What is required: Scan the entries that follow and copy out every line containing "derive".
Records for this task below:
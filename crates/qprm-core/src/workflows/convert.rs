use super::config::{ConfigError, ConversionConfig, InputFormat, InputSpec};
use super::repository::{IngestReport, ParameterRepository, RepositoryError};
use crate::core::io::xref::StructureReference;
use tracing::{debug, info, instrument};

#[derive(Debug, Clone)]
pub struct ConversionOutcome {
    pub repository: ParameterRepository,
    /// One report per input, in input order.
    pub reports: Vec<IngestReport>,
}

impl ConversionOutcome {
    pub fn total_overwritten(&self) -> usize {
        self.reports.iter().map(|r| r.overwritten.len()).sum()
    }
}

/// Reads every input of `config` into one repository, applies the configured options and, when
/// an output path is set, writes the Q parameter file.
///
/// The first failing input aborts the run; inputs read before it are not written anywhere.
#[instrument(skip_all, name = "conversion_workflow")]
pub fn run(config: &ConversionConfig) -> Result<ConversionOutcome, RepositoryError> {
    info!(
        "Starting conversion of {} input(s) into a '{}' parameter set.",
        config.inputs.len(),
        config.ff_type
    );

    let mut repository = ParameterRepository::new(config.ff_type).with_policy(config.policy);
    let mut reports = Vec::with_capacity(config.inputs.len());
    for input in &config.inputs {
        reports.push(ingest(&mut repository, input)?);
    }

    for (key, value) in &config.options {
        if let Some(previous) = repository.set_option(key.as_str(), value.as_str()) {
            debug!("Option '{}' changed from '{}' to '{}'", key, previous, value);
        }
    }

    if let Some(output) = &config.output {
        repository.write_prm(output)?;
    }

    let outcome = ConversionOutcome {
        repository,
        reports,
    };
    info!(
        "Conversion complete: {} parameters, {} overwritten.",
        outcome.repository.store().len(),
        outcome.total_overwritten()
    );
    Ok(outcome)
}

#[instrument(skip(repository), fields(format = %input.format, path = %input.path.display()))]
fn ingest(
    repository: &mut ParameterRepository,
    input: &InputSpec,
) -> Result<IngestReport, RepositoryError> {
    match input.format {
        InputFormat::Prm => repository.read_prm(&input.path),
        InputFormat::AmberParm => repository.read_amber_parm(&input.path),
        InputFormat::AmberFrcmod => repository.read_amber_frcmod(&input.path),
        InputFormat::Ffld => {
            let structure_path =
                input
                    .structure
                    .as_deref()
                    .ok_or_else(|| ConfigError::MissingStructure {
                        path: input.path.clone(),
                    })?;
            let structure = StructureReference::load(structure_path)?;
            repository.read_ffld(&input.path, &structure)
        }
    }
}
pub mod convert;
pub mod show;
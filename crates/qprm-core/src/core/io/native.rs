use super::error::{ParseErrorKind, ReadError};
use super::traits::{ParameterFormat, ParsedParameters, ReadContext};
use super::util::{Location, split_comment};
use crate::core::forcefield::ForceFieldType;
use crate::core::params::identity::torsion_id;
use crate::core::params::{
    AngleParam, AtomTypeParam, BondParam, FourierTerm, ImproperParam, LennardJones,
    MASS_PLACEHOLDER, Parameter, TorsionParam,
};
use std::io::BufRead;
use tracing::debug;

#[derive(Debug, Clone, Copy, PartialEq, Eq)]
enum Section {
    Options,
    AtomTypes,
    Bonds,
    Angles,
    Torsions,
    Impropers,
}

impl Section {
    fn from_name(name: &str) -> Option<Self> {
        match name {
            "options" => Some(Section::Options),
            "atom_types" => Some(Section::AtomTypes),
            "bonds" => Some(Section::Bonds),
            "angles" => Some(Section::Angles),
            "torsions" => Some(Section::Torsions),
            "impropers" => Some(Section::Impropers),
            _ => None,
        }
    }

    fn name(self) -> &'static str {
        match self {
            Section::Options => "options",
            Section::AtomTypes => "atom_types",
            Section::Bonds => "bonds",
            Section::Angles => "angles",
            Section::Torsions => "torsions",
            Section::Impropers => "impropers",
        }
    }
}

/// The Q `.prm` format.
///
/// Torsion lines with the same identity are folded into one torsion only when they are
/// adjacent in the file; separated lines become separate records that meet again in the store.
pub struct NativeFile;

impl ParameterFormat for NativeFile {
    const NAME: &'static str = "Q parameter";

    fn read_from(
        reader: &mut impl BufRead,
        ctx: &ReadContext<'_>,
    ) -> Result<ParsedParameters, ReadError> {
        let mut parsed = ParsedParameters::default();
        let mut section: Option<Section> = None;

        for (line_num, line_res) in reader.lines().enumerate() {
            let line = line_res?;
            let line_num = line_num + 1;

            let (content, comment) = split_comment(&line);
            if content.is_empty() {
                continue;
            }
            if content.starts_with('[') {
                let name = content
                    .split(']')
                    .next()
                    .unwrap_or("")
                    .trim_matches([' ', '['])
                    .to_lowercase();
                let found = Section::from_name(&name)
                    .ok_or(ReadError::UnknownSection {
                        line: line_num,
                        name,
                    })?;
                debug!("Entering section [{}] on line {}", found.name(), line_num);
                section = Some(found);
                continue;
            }

            let Some(section) = section else {
                return Err(Location::new(line_num, "none").error(ParseErrorKind::OutsideSection));
            };
            let at = Location::new(line_num, section.name());
            let fields: Vec<&str> = content.split_whitespace().collect();

            match section {
                Section::Options => {
                    let [key, value] = fields[..] else {
                        return Err(at.error(ParseErrorKind::KeyValueExpected {
                            found: fields.len(),
                        }));
                    };
                    parsed.options.push((key.to_string(), value.to_string()));
                }
                Section::AtomTypes => {
                    at.require_fields(&fields, 7)?;
                    let first = at.parse_float(fields[1], "column 2")?;
                    let second = at.parse_float(fields[3], "column 4")?;
                    let mass = match fields[6] {
                        MASS_PLACEHOLDER => None,
                        value => Some(at.parse_float(value, "column 7")?),
                    };
                    let lj = match ctx.ff_type {
                        ForceFieldType::OplsAa => LennardJones::Geometric {
                            a: first,
                            b: second,
                        },
                        ForceFieldType::Amber => LennardJones::Arithmetic {
                            r_min: first,
                            epsilon: second,
                        },
                    };
                    let atom = match mass {
                        Some(mass) => AtomTypeParam::new(fields[0], mass, lj),
                        None => AtomTypeParam::with_unknown_mass(fields[0], lj),
                    };
                    parsed.atom_types.push(atom.with_comment(comment));
                }
                Section::Bonds => {
                    at.require_fields(&fields, 4)?;
                    let fc = at.parse_float(fields[2], "force constant")?;
                    let r0 = at.parse_float(fields[3], "r0")?;
                    parsed.bonds.push(
                        BondParam::new([fields[0], fields[1]], fc, r0).with_comment(comment),
                    );
                }
                Section::Angles => {
                    at.require_fields(&fields, 5)?;
                    let fc = at.parse_float(fields[3], "force constant")?;
                    let theta0 = at.parse_float(fields[4], "theta0")?;
                    parsed.angles.push(
                        AngleParam::new([fields[0], fields[1], fields[2]], fc, theta0)
                            .with_comment(comment),
                    );
                }
                Section::Torsions => {
                    at.require_fields(&fields, 8)?;
                    let atom_types = [fields[0], fields[1], fields[2], fields[3]];
                    let term = FourierTerm::new(
                        at.parse_float(fields[4], "force constant")?,
                        at.parse_float(fields[5], "multiplicity")?,
                        at.parse_float(fields[6], "phase")?,
                        at.parse_float(fields[7], "paths")?,
                    );

                    let identity = torsion_id(atom_types);
                    let continues_previous = parsed
                        .torsions
                        .last()
                        .is_some_and(|t| t.identity() == identity);
                    if !continues_previous {
                        parsed
                            .torsions
                            .push(TorsionParam::new(atom_types).with_comment(comment));
                    }
                    if let Some(torsion) = parsed.torsions.last_mut() {
                        torsion.add_term(term).map_err(|source| ReadError::Param {
                            line: line_num,
                            section: section.name().to_string(),
                            source,
                        })?;
                    }
                }
                Section::Impropers => {
                    at.require_fields(&fields, 6)?;
                    let fc = at.parse_float(fields[4], "force constant")?;
                    let phi0 = at.parse_float(fields[5], "phi0")?;
                    let improper = ImproperParam::new(
                        fields[1],
                        [fields[0], fields[2], fields[3]],
                        fc,
                        phi0,
                        2.0,
                    )
                    .map_err(|source| ReadError::Param {
                        line: line_num,
                        section: section.name().to_string(),
                        source,
                    })?;
                    parsed.impropers.push(improper.with_comment(comment));
                }
            }
        }

        Ok(parsed)
    }
}

#[cfg(test)]
mod tests {
    use super::*;
    use crate::core::params::ParamError;
    use crate::core::policy::ErrorPolicy;
    use std::io::Cursor;

    fn read(content: &str, ff_type: ForceFieldType) -> Result<ParsedParameters, ReadError> {
        let ctx = ReadContext::new(ff_type, ErrorPolicy::Strict);
        NativeFile::read_from(&mut Cursor::new(content), &ctx)
    }

    const AMBER_PRM: &str = "\
# test parameter set
[options] default values
name                           amber14sb
vdw_rule                       arithmetic

[atom_types]
CT     1.9080   0.0000   0.1094   1.9080   0.0547   12.0100  ! sp3 carbon

[bonds]
CT  HC   680.000   1.0900   # parm99

[angles]
HC  CT  HC   70.000   109.500

[torsions]
HC  CT  CT  HC   0.1500   3.0   0.000   1.0
? CT CT ?   0.1560   3.0   0.000   1.0
CA  CB  CG  OG1   0.1440   1.0   0.000   1.0  # first
CA  CB  CG  OG1   0.2500   2.0   180.000   1.0
OG1 CG  CB  CA   0.3000   3.0   0.000   1.0

[impropers]
O   C   N   CT   10.5000   180.000
O   C   ?   ?    10.5000   180.000
";

    #[test]
    fn mass_placeholder_reads_as_unknown_mass() {
        let content = "[atom_types]\nzn.ZN1 1.0 1.0 2.0 0.7071 1.4142 <FIX>\n";
        let parsed = read(content, ForceFieldType::OplsAa).unwrap();
        assert_eq!(parsed.atom_types[0].mass, None);

        let content = "[atom_types]\nzn.ZN1 1.0 1.0 2.0 0.7071 1.4142 FIX\n";
        let err = read(content, ForceFieldType::OplsAa).unwrap_err();
        assert!(matches!(err, ReadError::Parse { line: 2, .. }));
    }

    #[test]
    fn reads_every_section_of_an_amber_parameter_file() {
        let parsed = read(AMBER_PRM, ForceFieldType::Amber).unwrap();

        assert_eq!(
            parsed.options,
            vec![
                ("name".to_string(), "amber14sb".to_string()),
                ("vdw_rule".to_string(), "arithmetic".to_string())
            ]
        );
        assert_eq!(parsed.atom_types.len(), 1);
        assert_eq!(
            parsed.atom_types[0].lj,
            LennardJones::Arithmetic {
                r_min: 1.908,
                epsilon: 0.1094
            }
        );
        assert_eq!(parsed.atom_types[0].mass, Some(12.01));
        assert_eq!(parsed.atom_types[0].comment(), Some("sp3 carbon"));
        assert_eq!(parsed.bonds[0].identity(), "CT HC");
        assert_eq!(parsed.bonds[0].comment(), Some("parm99"));
        assert_eq!(parsed.angles[0].theta0, 109.5);
        assert_eq!(parsed.impropers.len(), 2);
        assert_eq!(parsed.impropers[0].center(), "C");
        assert_eq!(parsed.impropers[1].identity(), "? C O ?");
    }

    #[test]
    fn adjacent_torsion_lines_are_folded_by_identity() {
        let parsed = read(AMBER_PRM, ForceFieldType::Amber).unwrap();
        // the reversed third line still has the same identity and follows directly
        assert_eq!(parsed.torsions.len(), 3);
        let folded = &parsed.torsions[2];
        assert_eq!(folded.identity(), "CA CB CG OG1");
        assert_eq!(folded.terms().len(), 3);
        assert_eq!(folded.comment(), Some("first"));
        assert!(parsed.torsions[1].is_generic());
    }

    #[test]
    fn separated_torsion_lines_stay_separate_records() {
        let content = "\
[torsions]
HC CT CT HC 0.15 3.0 0.0 1.0
CT CT OS CT 0.38 3.0 0.0 1.0
HC CT CT HC 0.10 1.0 0.0 1.0
";
        let parsed = read(content, ForceFieldType::Amber).unwrap();
        assert_eq!(parsed.torsions.len(), 3);
    }

    #[test]
    fn oplsaa_atom_types_are_geometric() {
        let content = "[atom_types]\nasp.CA 1802.24 0 34.18 1274.36 24.17 12.011\n";
        let parsed = read(content, ForceFieldType::OplsAa).unwrap();
        assert_eq!(
            parsed.atom_types[0].lj,
            LennardJones::Geometric {
                a: 1802.24,
                b: 34.18
            }
        );
    }

    #[test]
    fn section_names_are_case_insensitive() {
        let parsed = read("[ BONDS ]\nCT HC 680.0 1.09\n", ForceFieldType::Amber).unwrap();
        assert_eq!(parsed.bonds.len(), 1);
    }

    #[test]
    fn unknown_section_is_an_error() {
        let err = read("[charges]\nCT 0.1\n", ForceFieldType::Amber).unwrap_err();
        assert!(matches!(
            err,
            ReadError::UnknownSection { line: 1, ref name } if name == "charges"
        ));
    }

    #[test]
    fn data_before_any_section_is_malformed() {
        let err = read("# header\nCT HC 680.0 1.09\n", ForceFieldType::Amber).unwrap_err();
        assert!(matches!(
            err,
            ReadError::Parse {
                line: 2,
                kind: ParseErrorKind::OutsideSection,
                ..
            }
        ));
    }

    #[test]
    fn options_need_exactly_two_tokens() {
        let err = read("[options]\nname my ff\n", ForceFieldType::Amber).unwrap_err();
        assert!(matches!(
            err,
            ReadError::Parse {
                kind: ParseErrorKind::KeyValueExpected { found: 3 },
                ..
            }
        ));
    }

    #[test]
    fn unparsable_number_reports_line_and_section() {
        let err = read("[bonds]\nCT HC abc 1.09\n", ForceFieldType::Amber).unwrap_err();
        match err {
            ReadError::Parse { line, section, .. } => {
                assert_eq!(line, 2);
                assert_eq!(section, "bonds");
            }
            other => panic!("unexpected error: {other:?}"),
        }
    }

    #[test]
    fn duplicate_multiplicity_in_adjacent_lines_is_an_error() {
        let content = "[torsions]\nHC CT CT HC 0.15 3.0 0.0 1.0\nHC CT CT HC 0.20 3.0 0.0 1.0\n";
        let err = read(content, ForceFieldType::Amber).unwrap_err();
        assert!(matches!(
            err,
            ReadError::Param {
                line: 3,
                source: ParamError::DuplicateMultiplicity { .. },
                ..
            }
        ));
    }
}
End of Records for this task.
Response:
#[derive(Debug, Clone)]
#[derive(Debug, Clone, Copy, PartialEq, Eq)]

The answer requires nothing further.